Dept. of Computer Science & Engg.

NIT, Bhopal India

Dr. R. K. Pateriya Associate Professor

Dept. of Computer Science & Engg.

NIT, Bhopal India

Abstract

Black Hole attack is a serious threat in the modern era of mobile Ad Hoc network. In this attack when a sender node wants to communicate to the destination. A malicious node sends a reply with a shortest path or highest sequence number. In view of that sender sends the entire data packet through the malicious node and all the data dropped. Every conventional method to detect such an attack has a defect of high rate of failure. In order to overcome from this security issue, we propose a new detection method based on confirmation of route to destination and also propagates the information of malicious node to all other nodes in the network. The simulation results with graph show the efficiency of the proposed method. As it is obvious that once malicious node detected the throughput of the network will not get affected due to presence of black hole in attack.

  1. Introduction

    Mobile Ad-hoc network (MANET) consists of wireless mobile nodes that are communicate without any infrastructure i.e., MANET is a self organized network [4].
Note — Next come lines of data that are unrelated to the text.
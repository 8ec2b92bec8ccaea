//! Output records
//!
//! One `OutputRecord` per contained item of a matched anchor. Field names are
//! the ones the loot spawner config expects; `POS` / `ORI` are always written
//! with exactly [`OUTPUT_PRECISION`] fractional digits.

use serde::ser::{Error as _, SerializeSeq};
use serde::{Deserialize, Serialize, Serializer};
use serde_json::value::RawValue;

use super::pose::Pose;
use crate::engine::FULL_TURN_DEG;

/// Decimal digits kept on `POS` / `ORI`
pub const OUTPUT_PRECISION: usize = 6;

/// Constant bookkeeping fields copied into every record
#[derive(Debug, Clone, PartialEq, Serialize, Deserialize)]
#[serde(default)]
pub struct ContainerSettings {
    pub unlock_time: i64,
    pub reset_timer: i64,
    pub key_item: String,
    pub is_active: i64,
    pub reset_player_check: i64,
    pub exact_placing: i64,
    pub container_toggleable: i64,
    pub action_id: i64,
}

impl Default for ContainerSettings {
    fn default() -> Self {
        Self {
            unlock_time: 1,
            reset_timer: 1,
            key_item: String::new(),
            is_active: 1,
            reset_player_check: 0,
            exact_placing: 1,
            container_toggleable: 1,
            action_id: 0,
        }
    }
}

#[derive(Debug, Clone, PartialEq, Serialize)]
pub struct OutputRecord {
    #[serde(rename = "LocationName")]
    pub location_name: String,
    #[serde(rename = "ContainerName")]
    pub container_name: String,
    #[serde(rename = "LootTable")]
    pub loot_table: String,
    #[serde(rename = "UnlockTime")]
    pub unlock_time: i64,
    #[serde(rename = "ResetTimer")]
    pub reset_timer: i64,
    #[serde(rename = "POS", serialize_with = "serialize_fixed")]
    pub position: [f64; 3],
    #[serde(rename = "KeyItem")]
    pub key_item: String,
    #[serde(rename = "IsActive")]
    pub is_active: i64,
    #[serde(rename = "ORI", serialize_with = "serialize_fixed")]
    pub orientation: [f64; 3],
    #[serde(rename = "ResetPlayerCheck")]
    pub reset_player_check: i64,
    #[serde(rename = "ExactPlacing")]
    pub exact_placing: i64,
    #[serde(rename = "ContainerToggleable")]
    pub container_toggleable: i64,
    #[serde(rename = "ActionID")]
    pub action_id: i64,
}

impl OutputRecord {
    /// Assemble a record, rounding the pose to [`OUTPUT_PRECISION`].
    pub fn new(
        location_name: &str,
        container_name: String,
        loot_table: String,
        pose: &Pose,
        settings: &ContainerSettings,
    ) -> Self {
        Self {
            location_name: location_name.to_string(),
            container_name,
            loot_table,
            unlock_time: settings.unlock_time,
            reset_timer: settings.reset_timer,
            position: pose.position.to_array().map(round_output),
            key_item: settings.key_item.clone(),
            is_active: settings.is_active,
            orientation: pose.orientation.to_array().map(round_angle_output),
            reset_player_check: settings.reset_player_check,
            exact_placing: settings.exact_placing,
            container_toggleable: settings.container_toggleable,
            action_id: settings.action_id,
        }
    }
}

/// Round to [`OUTPUT_PRECISION`] decimals. `-0.0` collapses to `0.0`.
///
/// Rounds from the exact binary value, so inputs sitting just under a
/// decimal midpoint round down.
pub fn round_output(value: f64) -> f64 {
    format_fixed(value).parse().unwrap_or(value)
}

/// [`round_output`] for angles: a value that rounds up to a full turn is `0.0`.
pub fn round_angle_output(value: f64) -> f64 {
    let rounded = round_output(value);
    if rounded >= FULL_TURN_DEG {
        0.0
    } else {
        rounded
    }
}

fn format_fixed(value: f64) -> String {
    let text = format!("{:.*}", OUTPUT_PRECISION, value);
    // "-0.000000"
    if text.starts_with('-') && text[1..].bytes().all(|b| b == b'0' || b == b'.') {
        text[1..].to_string()
    } else {
        text
    }
}

fn serialize_fixed<S: Serializer>(values: &[f64; 3], serializer: S) -> Result<S::Ok, S::Error> {
    let mut seq = serializer.serialize_seq(Some(values.len()))?;
    for value in values {
        let raw = RawValue::from_string(format_fixed(*value)).map_err(S::Error::custom)?;
        seq.serialize_element(&raw)?;
    }
    seq.end()
}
    Features of MANET are no fixed infrastructure, automatic self configuration and maintenance, quick deployment, no centralized administration etc. In MANET, there is no infrastructure so every node is free to join, leave and move independently. As a result, the network topology changes rapidly and unpredictably, and connectivity among the terminal vary with the time. It requires nodes

    to dynamically establish routing among themselves and form the network on the fly.

    Moreover, as the mobility leads to fluctuations in the link capacity, the nature of high bit error rate of wireless connection is more profound in MANET. In the absence of a central control of the network operation, the control and management of the network is distributed among the terminals; the nodes are required to collaborate amongst themselves. Moreover, the flexibility of mobile nodes results in a dynamic topology [1]. Therefore, it is hard to develop a secure routing protocol in MANET in comparison to traditional wired network because of additional problems and challenges. However, several routing algorithms are available in the literature which may be categorized as proactive, reactive, and hybrid on the basis of routing information update mechanism [11]. Proactive or table-driven routing algorithms maintain the network topology information in the form of routing tables which are exchanged periodically to keep them update. Whenever a node requires a path to a destination it runs a path-finding algorithm as per its routing table. Few examples of such routing algorithms are DSDV [12], WRP [13], and CGSR [14].

    Reactive or on-demand routing protocols do not maintain network topology. They seek and obtain a path as and when required. Few examples of such routing algorithms are DSR [15], AODV [2, 16], and ABR [17]. Hybrid

    routing protocols combine the best features of both proactive and reactive protocols. These algorithms use reactive approach when the destination is within the range and use proactive approach when the destination is outside the range. Few examples of such routing algorithms are CEDAR [18], ZRP [19], and ZHLS [20]. Because of their inherent characteristics, MANETs are more vulnerable to attacks. These attacks are generally

    classified as active attacks and passive attacks [21].

    Table 1 Classification Of Security Attacks[3]

    Active attacks

    Spoofing, Fabrication, Wormhole Attack, Modification, Denial of Service, Sinkholes, Sybil Attack

    Passive Attacks

    Eavesdropping, traffic analysis, monitoring

    1. Active Attacks

      Active attacks are the attacks that are performed by the malicious nodes that bear some energy cost in order to perform the attacks. Active attacks [8] involve some modification of data stream or creation of false stream.

    2. Passive Attacks

      In passive attacks the attacker does not disturb the routing protocol, instead try to extract the valuable information like node hierarchy and network topology from it. Passive attack [10] is in nature of eavesdropping on, or monitoring of transmission. The goal of opponent is to obtained information that is being transmitted [5]. Passive attacks are very difficult to detect because they do not involve any alteration of data.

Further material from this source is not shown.